Description of the task:
Print the data that follows exactly as it stands, from its first line through the line containing "Per-user outcomes, in input order.", and stop there.

Saved entries:

□ □ □ □ □ □ □

//! Reconciliation facade.
//!
//! Ties the pipeline together: normalize the raw record, read actual state,
//! diff, render, execute. `plan_*` stops before execution and returns the
//! operation sequence, which is how dry runs are done. Batch entry points
//! isolate failures per principal so one bad record cannot block the rest.

use tracing::{debug, info, warn};

use chrecon_client::SqlClient;

use crate::diff::{diff_grants, diff_user};
use crate::error::{Error, ObjectKind};
use crate::executor::{Execution, Executor, ExecutorConfig};
use crate::op::Operation;
use crate::reader::StateReader;
use crate::spec::{GranteeSpec, Normalizer, PasswordHasher, UserSpec};
use crate::sql::SqlRenderer;

/// Outcome of reconciling one user record.
#[derive(Debug)]
pub struct UserReport {
    /// User the record targeted.
    pub user: String,
    /// Whether the user existed before reconciliation.
    pub existed_before: bool,
    /// Number of operations the diff produced.
    pub planned: usize,
    /// Whether any statement was applied.
    pub changed: bool,
    /// What was actually applied.
    pub execution: Execution,
    /// User state re-read after execution.
    pub state: crate::state::UserState,
}

/// Outcome of reconciling one grant record.
#[derive(Debug)]
pub struct GrantReport {
    /// Grantee the record targeted.
    pub grantee: String,
    /// Whether the grantee existed before reconciliation.
    pub existed_before: bool,
    /// Number of operations the diff produced.
    pub planned: usize,
    /// Whether any statement was applied.
    pub changed: bool,
    /// What was actually applied.
    pub execution: Execution,
    /// Grant state re-read after execution.
    pub state: crate::state::GrantState,
}

/// Outcome of reconciling a batch of records. Each principal carries its own
/// result; an error for one never aborts the others.
#[derive(Debug, Default)]
pub struct BatchReport {
    /// Per-user outcomes, in input order.
    pub users: Vec<(String, Result<UserReport, Error>)>,
    /// Per-grantee outcomes, in input order.
    pub grantees: Vec<(String, Result<GrantReport, Error>)>,
}

impl BatchReport {
    /// Whether every record was reconciled without errors or rejected
    /// statements.
    pub fn is_clean(&self) -> bool {
        self.users
            .iter()
            .all(|(_, r)| matches!(r, Ok(report) if report.execution.is_clean()))
            && self
                .grantees
                .iter()
                .all(|(_, r)| matches!(r, Ok(report) if report.execution.is_clean()))
    }
}

/// Drives reconciliation of user and grant records against one server.
pub struct Reconciler<C: SqlClient> {
    client: C,
    normalizer: Normalizer,
    config: ExecutorConfig,
}

impl<C: SqlClient> Reconciler<C> {
    /// Create a reconciler over a client with default configuration.
    pub fn new(client: C) -> Self {
        Self {
            client,
            normalizer: Normalizer::new(),
            config: ExecutorConfig::default(),
        }
    }

    /// Inject the hashing collaborator used for plaintext passwords.
    pub fn with_hasher(mut self, hasher: Box<PasswordHasher>) -> Self {
        self.normalizer = Normalizer::new().with_hasher(hasher);
        self
    }

    /// Override the executor configuration.
    pub fn with_config(mut self, config: ExecutorConfig) -> Self {
        self.config = config;
        self
    }

    /// The underlying client.
    pub fn client(&self) -> &C {
        &self.client
    }

    /// Compute the operations a user record requires, without executing.
    pub async fn plan_user(&self, spec: &UserSpec) -> Result<Vec<Operation>, Error> {
        let target = self.normalizer.user(spec)?;
        let actual = StateReader::new(&self.client).read_user(&target).await?;
        let operations = diff_user(&target, &actual)?;
        debug!(
            user = %target.name,
            operations = operations.len(),
            "planned user reconciliation"
        );
        Ok(operations)
    }

    /// Reconcile one user record. The returned report includes the user
    /// state re-read after execution.
    pub async fn apply_user(&self, spec: &UserSpec) -> Result<UserReport, Error> {
        let target = self.normalizer.user(spec)?;
        let reader = StateReader::new(&self.client);
        let before = reader.read_user(&target).await?;
        let operations = diff_user(&target, &before)?;
        if operations.is_empty() {
            info!(user = %target.name, "user already converged");
        }
        let execution = Executor::new(&self.client, SqlRenderer::new(), self.config.clone())
            .run(&operations)
            .await?;
        let state = reader.read_user(&target).await?;
        Ok(UserReport {
            user: target.name,
            existed_before: before.exists,
            planned: operations.len(),
            changed: !execution.applied.is_empty(),
            execution,
            state,
        })
    }

    /// Compute the operations a grant record requires, without executing.
    pub async fn plan_grants(&self, spec: &GranteeSpec) -> Result<Vec<Operation>, Error> {
        let target = self.normalizer.grants(spec)?;
        let actual = StateReader::new(&self.client).read_grants(&target).await?;
        if !actual.grantee_exists {
            return Err(Error::NotFound {
                kind: ObjectKind::User,
                name: target.grantee,
            });
        }
        let operations = diff_grants(&target, &actual)?;
        debug!(
            grantee = %target.grantee,
            operations = operations.len(),
            "planned grant reconciliation"
        );
        Ok(operations)
    }

    /// Reconcile one grant record. The returned report includes the grant
    /// state re-read after execution.
    pub async fn apply_grants(&self, spec: &GranteeSpec) -> Result<GrantReport, Error> {
        let target = self.normalizer.grants(spec)?;
        let reader = StateReader::new(&self.client);
        let before = reader.read_grants(&target).await?;
        if !before.grantee_exists {
            return Err(Error::NotFound {
                kind: ObjectKind::User,
                name: target.grantee,
            });
        }
        let operations = diff_grants(&target, &before)?;
        if operations.is_empty() {
            info!(grantee = %target.grantee, "grants already converged");
        }
        let renderer = SqlRenderer::new().with_cluster(target.cluster.clone());
        let execution = Executor::new(&self.client, renderer, self.config.clone())
            .run(&operations)
            .await?;
        let state = reader.read_grants(&target).await?;
        Ok(GrantReport {
            grantee: target.grantee,
            existed_before: before.grantee_exists,
            planned: operations.len(),
            changed: !execution.applied.is_empty(),
            execution,
            state,
        })
    }

    /// Reconcile a batch of records. Users are processed before grants so a
    /// grant record can target a user created in the same batch.
    pub async fn apply_batch(
        &self,
        users: &[UserSpec],
        grantees: &[GranteeSpec],
    ) -> BatchReport {
        let mut report = BatchReport::default();

        for spec in users {
            let result = self.apply_user(spec).await;
            if let Err(err) = &result {
                warn!(user = %spec.user_name, error = %err, "user reconciliation failed");
            }
            report.users.push((spec.user_name.clone(), result));
        }
        for spec in grantees {
            let result = self.apply_grants(spec).await;
            if let Err(err) = &result {
                warn!(grantee = %spec.grantee_name, error = %err, "grant reconciliation failed");
            }
            report.grantees.push((spec.grantee_name.clone(), result));
        }

        report
    }
}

□ □ □ □ □ □ □

Result below:
//! Reconciliation facade.
//!
//! Ties the pipeline together: normalize the raw record, read actual state,
//! diff, render, execute. `plan_*` stops before execution and returns the
//! operation sequence, which is how dry runs are done. Batch entry points
//! isolate failures per principal so one bad record cannot block the rest.

use tracing::{debug, info, warn};

use chrecon_client::SqlClient;

use crate::diff::{diff_grants, diff_user};
use crate::error::{Error, ObjectKind};
use crate::executor::{Execution, Executor, ExecutorConfig};
use crate::op::Operation;
use crate::reader::StateReader;
use crate::spec::{GranteeSpec, Normalizer, PasswordHasher, UserSpec};
use crate::sql::SqlRenderer;

/// Outcome of reconciling one user record.
#[derive(Debug)]
pub struct UserReport {
    /// User the record targeted.
    pub user: String,
    /// Whether the user existed before reconciliation.
    pub existed_before: bool,
    /// Number of operations the diff produced.
    pub planned: usize,
    /// Whether any statement was applied.
    pub changed: bool,
    /// What was actually applied.
    pub execution: Execution,
    /// User state re-read after execution.
    pub state: crate::state::UserState,
}

/// Outcome of reconciling one grant record.
#[derive(Debug)]
pub struct GrantReport {
    /// Grantee the record targeted.
    pub grantee: String,
    /// Whether the grantee existed before reconciliation.
    pub existed_before: bool,
    /// Number of operations the diff produced.
    pub planned: usize,
    /// Whether any statement was applied.
    pub changed: bool,
    /// What was actually applied.
    pub execution: Execution,
    /// Grant state re-read after execution.
    pub state: crate::state::GrantState,
}

/// Outcome of reconciling a batch of records. Each principal carries its own
/// result; an error for one never aborts the others.
#[derive(Debug, Default)]
pub struct BatchReport {
    /// Per-user outcomes, in input order.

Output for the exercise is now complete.